**Problem statement**
Go through the entries below and copy every line that holds the word "EndChapter".

Collection entries:
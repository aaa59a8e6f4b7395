//! Fast-mode request filtering.
//!
//! The policy aborts subresource loads that a reader page does not need, and
//! admits at most one content-image response per page. This trades
//! completeness for throughput: pages that lazily load more than one image
//! will come back incomplete, which fast mode accepts by contract.

use std::sync::atomic::{AtomicBool, Ordering};

use crate::website;

/// Subresources that never contribute to the rendered page image.
const BLOCKED_RESOURCES: &[&str] = &[
    "bootstrap",
    "yandex.ru",
    "creepingbrings.com",
    "rusticswollenbelonged",
    "popper.min.js",
    "email-decode.min.js",
    "code.jquery.com",
];

/// Per-page request filter. One instance per opened page: the one-image
/// budget is tracked per page, not per session.
#[derive(Debug)]
pub struct RequestPolicy {
    page_link: String,
    image_loaded: AtomicBool,
}

impl RequestPolicy {
    pub fn new(page_link: impl Into<String>) -> Self {
        Self {
            page_link: page_link.into(),
            image_loaded: AtomicBool::new(false),
        }
    }

    /// Decide whether an outbound request should be aborted.
    pub fn should_abort(&self, url: &str) -> bool {
        // the document itself is always allowed
        if url == self.page_link {
            return false;
        }
        // prefetches of neighboring reader pages
        if url.contains(&format!("/{}/", website::READER_PATH)) {
            return true;
        }
        if BLOCKED_RESOURCES.iter().any(|b| url.contains(b)) {
            return true;
        }
        // one content image per page
        if url.starts_with(website::IMAGE_CDN_PREFIX) {
            return self.image_loaded.swap(true, Ordering::SeqCst);
        }
        // everything else except scripts is noise
        !url.ends_with(".js")
    }
}

#[cfg(test)]
mod tests {
    use super::*;

    const PAGE: &str = "https://www.example.ws/lecture-en-ligne/naruto/12/";

    #[test]
    fn test_page_itself_is_allowed() {
        let policy = RequestPolicy::new(PAGE);
        assert!(!policy.should_abort(PAGE));
    }

    #[test]
    fn test_neighbor_reader_pages_are_aborted() {
        let policy = RequestPolicy::new(PAGE);
        assert!(policy.should_abort("https://www.example.ws/lecture-en-ligne/naruto/13/"));
    }

    #[test]
    fn test_denylist_is_aborted() {
        let policy = RequestPolicy::new(PAGE);
        assert!(policy.should_abort("https://code.jquery.com/jquery.min.js"));
        assert!(policy.should_abort("https://cdn.example.com/bootstrap.min.css"));
    }

    #[test]
    fn test_only_first_content_image_is_allowed() {
        let policy = RequestPolicy::new(PAGE);
        let image = format!("{}naruto/12/1.jpg", website::IMAGE_CDN_PREFIX);
        assert!(!policy.should_abort(&image));
        assert!(policy.should_abort(&image));
        assert!(policy.should_abort(&format!("{}naruto/12/2.jpg", website::IMAGE_CDN_PREFIX)));
    }

    #[test]
    fn test_scripts_pass_everything_else_is_aborted() {
        let policy = RequestPolicy::new(PAGE);
        assert!(!policy.should_abort("https://www.example.ws/assets/reader.js"));
        assert!(policy.should_abort("https://www.example.ws/assets/styles.css"));
        assert!(policy.should_abort("https://tracker.example.net/pixel.gif"));
    }
}
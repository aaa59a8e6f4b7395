//! Site address discovery and site-specific constants.
//!
//! The target site rotates its domain regularly, so the canonical origin is
//! published out-of-band in a plain-text address file. Callers refresh the
//! origin from there before starting a long download.

use crate::error::Result;

/// Fallback origin used when the address file cannot be reached.
pub const DEFAULT_WEBSITE: &str = "https://www.japscan.ws";

/// Path segment of chapter reader pages: `{website}/lecture-en-ligne/{series}/{chapter}/`.
pub const READER_PATH: &str = "lecture-en-ligne";

/// Path segment of series index pages: `{website}/manga/{series}/`.
pub const SERIES_PATH: &str = "manga";

/// Substring identifying page images hosted on the content CDN.
pub const IMAGE_CDN_MARKER: &str = "c.japscan";

/// Full prefix of content-image requests, used by the fast-mode request filter.
pub const IMAGE_CDN_PREFIX: &str = "https://cdn.statically.io/img/c.japscan.ws/";

/// Selector of the container holding the whole volume/chapter listing.
pub const CHAPTERS_LIST_SELECTOR: &str = "#chapters_list";

/// Selector of the pagination control on a reader page; its child count is
/// the number of pages in the chapter.
pub const PAGES_SELECTOR: &str = "#pages";

/// Selector of the reader root on a chapter page.
pub const READER_SELECTOR: &str = "#single-reader";

/// Selector of the rendered page image inside the reader.
pub const READER_IMAGE_SELECTOR: &str = "#single-reader > img";

/// Plain-text file publishing the site's current origin.
const ADDRESS_SOURCE: &str =
    "https://raw.githubusercontent.com/japdl/japscandl/main/data/address.txt";

/// Fetch the current base origin for the target site.
pub async fn current_address(client: &reqwest::Client) -> Result<String> {
    let text = client.get(ADDRESS_SOURCE).send().await?.text().await?;
    Ok(text.trim().to_string())
}
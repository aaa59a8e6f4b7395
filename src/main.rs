use std::sync::Arc;

use clap::{Parser, Subcommand};

use mangadl::browser::{BrowserConfig, ChromeSession};
use mangadl::events::{ChapterEvent, ChaptersEvent, VolumeEvent, VolumesEvent};
use mangadl::helpers::bytes_to_size;
use mangadl::{
    ChapterOptions, ChaptersOptions, Config, Downloader, Fetcher, Result, VolumeOptions,
};

#[derive(Parser)]
#[command(name = "mangadl", version, about = "Manga chapter and volume downloader")]
struct Cli {
    /// Output directory for images and archives.
    #[arg(long, global = true)]
    output: Option<String>,

    /// Site origin to use instead of the published one.
    #[arg(long, global = true)]
    website: Option<String>,

    /// Abort non-essential page resources while downloading.
    #[arg(long, global = true)]
    fast: bool,

    /// Run the browser with a visible window.
    #[arg(long, global = true)]
    visible: bool,

    /// Walk the pipelines and emit events without fetching images.
    #[arg(long, global = true)]
    mock: bool,

    #[command(subcommand)]
    command: Command,
}

#[derive(Subcommand)]
enum Command {
    /// Show volume and chapter counts for a series.
    Info { manga: String },

    /// Search the site for series matching a query.
    Search { query: String },

    /// Download one chapter.
    Chapter {
        manga: String,
        chapter: f64,
        #[command(flatten)]
        download: DownloadArgs,
    },

    /// Download a chapter range.
    Chapters {
        manga: String,
        start: f64,
        end: f64,
        /// Pack the whole range into one archive.
        #[arg(long)]
        compress_as_one: bool,
        #[command(flatten)]
        download: DownloadArgs,
    },

    /// Download one volume.
    Volume {
        manga: String,
        volume: u32,
        #[command(flatten)]
        download: DownloadArgs,
    },

    /// Download a volume range.
    Volumes {
        manga: String,
        start: u32,
        end: u32,
        #[command(flatten)]
        download: DownloadArgs,
    },
}

#[derive(clap::Args)]
struct DownloadArgs {
    /// Pack the downloaded unit into a CBZ archive.
    #[arg(long)]
    compress: bool,

    /// Remove the image folders once the archive is written.
    #[arg(long)]
    delete_after: bool,

    /// Re-download pages that already exist on disk.
    #[arg(long)]
    force: bool,
}

#[tokio::main]
async fn main() -> Result<()> {
    env_logger::init();
    let cli = Cli::parse();

    let mut config = Config::load();
    if let Some(output) = cli.output {
        config.output_directory = output;
    }
    config.flags.fast |= cli.fast;
    config.flags.visible |= cli.visible;
    config.flags.mock |= cli.mock;

    let browser_config = if config.flags.visible {
        BrowserConfig::visible()
    } else {
        config.browser.clone()
    };
    let session = Arc::new(ChromeSession::launch(browser_config)?);

    let mut fetcher = Fetcher::new(session, &config, mangadl::website::DEFAULT_WEBSITE);
    match cli.website {
        Some(website) => fetcher.website = website,
        None => fetcher.fix_current_website().await,
    }

    let downloader = Downloader::new(fetcher, &config);

    match cli.command {
        Command::Info { manga } => {
            let stats = downloader.fetcher.fetch_stats(&manga).await?;
            println!("{} ({})", stats.display, stats.name);
            println!("volumes:  {}", stats.volumes);
            println!("chapters: {}", stats.chapters);
            if !stats.synopsis.is_empty() {
                println!("\n{}", stats.synopsis);
            }
        }
        Command::Search { query } => {
            let results = downloader.fetcher.search_manga(&query).await?;
            if results.is_empty() {
                println!("no results for {:?}", query);
            }
            for result in results {
                match result.manga() {
                    Some(manga) => println!("{} ({})", result.name, manga),
                    None => println!("{}", result.name),
                }
            }
        }
        Command::Chapter {
            manga,
            chapter,
            download,
        } => {
            let options = ChapterOptions {
                force_download: download.force,
                compression: download.compress,
                delete_after_compression: download.delete_after,
            };
            downloader
                .download_chapter(&manga, chapter, options, &mut print_chapter_event)
                .await?;
        }
        Command::Chapters {
            manga,
            start,
            end,
            compress_as_one,
            download,
        } => {
            let options = ChaptersOptions {
                force_download: download.force,
                compression: download.compress,
                delete_after_compression: download.delete_after,
                compress_as_one,
            };
            downloader
                .download_chapters(&manga, start, end, options, &mut print_chapters_event)
                .await?;
        }
        Command::Volume {
            manga,
            volume,
            download,
        } => {
            let options = VolumeOptions {
                force_download: download.force,
                compression: download.compress,
                delete_after_compression: download.delete_after,
            };
            downloader
                .download_volume(&manga, volume, options, &mut print_volume_event)
                .await?;
        }
        Command::Volumes {
            manga,
            start,
            end,
            download,
        } => {
            let options = VolumeOptions {
                force_download: download.force,
                compression: download.compress,
                delete_after_compression: download.delete_after,
            };
            downloader
                .download_volumes(&manga, start, end, options, &mut print_volumes_event)
                .await?;
        }
    }

    Ok(())
}

fn print_chapter_event(event: ChapterEvent) {
    match event {
        ChapterEvent::Start { attributes, pages, .. } => {
            log::info!("{} {}: {} pages", attributes.manga, attributes.chapter, pages);
        }
        ChapterEvent::Page { attributes, total, .. } => {
            log::info!("page {}/{}", attributes.page, total);
        }
        ChapterEvent::NoImage { link, .. } => {
            log::warn!("no image on {}", link);
        }
        ChapterEvent::Compressing { path, .. } => {
            log::info!("compressing into {}", path.display());
        }
        ChapterEvent::Compressed { stats, .. } => {
            if stats.is_failure() {
                log::error!("archive failed");
            } else {
                log::info!("archived {} ({})", stats.path.display(), bytes_to_size(stats.size));
            }
        }
        ChapterEvent::Done { attributes, path } => {
            log::info!(
                "{} {} done: {}",
                attributes.manga,
                attributes.chapter,
                path.display()
            );
        }
    }
}

fn print_chapters_event(event: ChaptersEvent) {
    match event {
        ChaptersEvent::Start { manga, links } => {
            log::info!("{}: downloading {} chapters", manga, links.len());
        }
        ChaptersEvent::StartChapter {
            attributes,
            pages,
            current,
            total,
        } => {
            log::info!(
                "chapter {} ({}/{}): {} pages",
                attributes.chapter,
                current,
                total,
                pages
            );
        }
        ChaptersEvent::Page { attributes, total } => {
            log::info!("{} page {}/{}", attributes.chapter, attributes.page, total);
        }
        ChaptersEvent::NoImage { link, .. } => {
            log::warn!("no image on {}", link);
        }
        ChaptersEvent::EndChapter { current, total, .. } => {
            log::info!("chapter {}/{} done", current, total);
        }
        ChaptersEvent::Compressing { .. } => {
            log::info!("compressing range");
        }
        ChaptersEvent::Compressed { stats, .. } => {
            if stats.is_failure() {
                log::error!("archive failed");
            } else {
                log::info!("archived {} ({})", stats.path.display(), bytes_to_size(stats.size));
            }
        }
        ChaptersEvent::Done { manga, locations } => {
            log::info!("{}: {} chapters downloaded", manga, locations.len());
        }
    }
}

fn print_volume_event(event: VolumeEvent) {
    match event {
        VolumeEvent::Start { manga, volume } => {
            log::info!("{} volume {}", manga, volume);
        }
        VolumeEvent::Chapters { links } => {
            log::info!("{} chapters in volume", links.len());
        }
        VolumeEvent::StartChapter {
            attributes,
            pages,
            current,
            total,
        } => {
            log::info!(
                "chapter {} ({}/{}): {} pages",
                attributes.chapter,
                current,
                total,
                pages
            );
        }
        VolumeEvent::Page { attributes, total } => {
            log::info!("{} page {}/{}", attributes.chapter, attributes.page, total);
        }
        VolumeEvent::NoImage { link, .. } => {
            log::warn!("no image on {}", link);
        }
        VolumeEvent::EndChapter { current, total, .. } => {
            log::info!("chapter {}/{} done", current, total);
        }
        VolumeEvent::Compressing { .. } => {
            log::info!("compressing volume");
        }
        VolumeEvent::Compressed { stats, .. } => {
            if stats.is_failure() {
                log::error!("archive failed");
            } else {
                log::info!("archived {} ({})", stats.path.display(), bytes_to_size(stats.size));
            }
        }
        VolumeEvent::Done { manga, volume, .. } => {
            log::info!("{} volume {} done", manga, volume);
        }
    }
}

fn print_volumes_event(event: VolumesEvent) {
    match event {
        VolumesEvent::Start {
            manga, start, end, ..
        } => {
            log::info!("{}: volumes {} to {}", manga, start, end);
        }
        VolumesEvent::StartVolume {
            volume,
            index,
            total,
            ..
        } => {
            log::info!("volume {} ({}/{})", volume, index, total);
        }
        VolumesEvent::Chapters { volume, links, .. } => {
            log::info!("volume {}: {} chapters", volume, links.len());
        }
        VolumesEvent::StartChapter {
            attributes,
            pages,
            current,
            total,
        } => {
            log::info!(
                "chapter {} ({}/{}): {} pages",
                attributes.chapter,
                current,
                total,
                pages
            );
        }
        VolumesEvent::Page { attributes, total } => {
            log::info!("{} page {}/{}", attributes.chapter, attributes.page, total);
        }
        VolumesEvent::NoImage { link, .. } => {
            log::warn!("no image on {}", link);
        }
        VolumesEvent::EndChapter { current, total, .. } => {
            log::info!("chapter {}/{} done", current, total);
        }
        VolumesEvent::EndVolume { index, total, .. } => {
            log::info!("volume {}/{} done", index, total);
        }
        VolumesEvent::Done { manga, locations, .. } => {
            log::info!("{}: {} volumes downloaded", manga, locations.len());
        }
    }
}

**Result**
        ChaptersEvent::EndChapter { current, total, .. } => {
        VolumeEvent::EndChapter { current, total, .. } => {
        VolumesEvent::EndChapter { current, total, .. } => {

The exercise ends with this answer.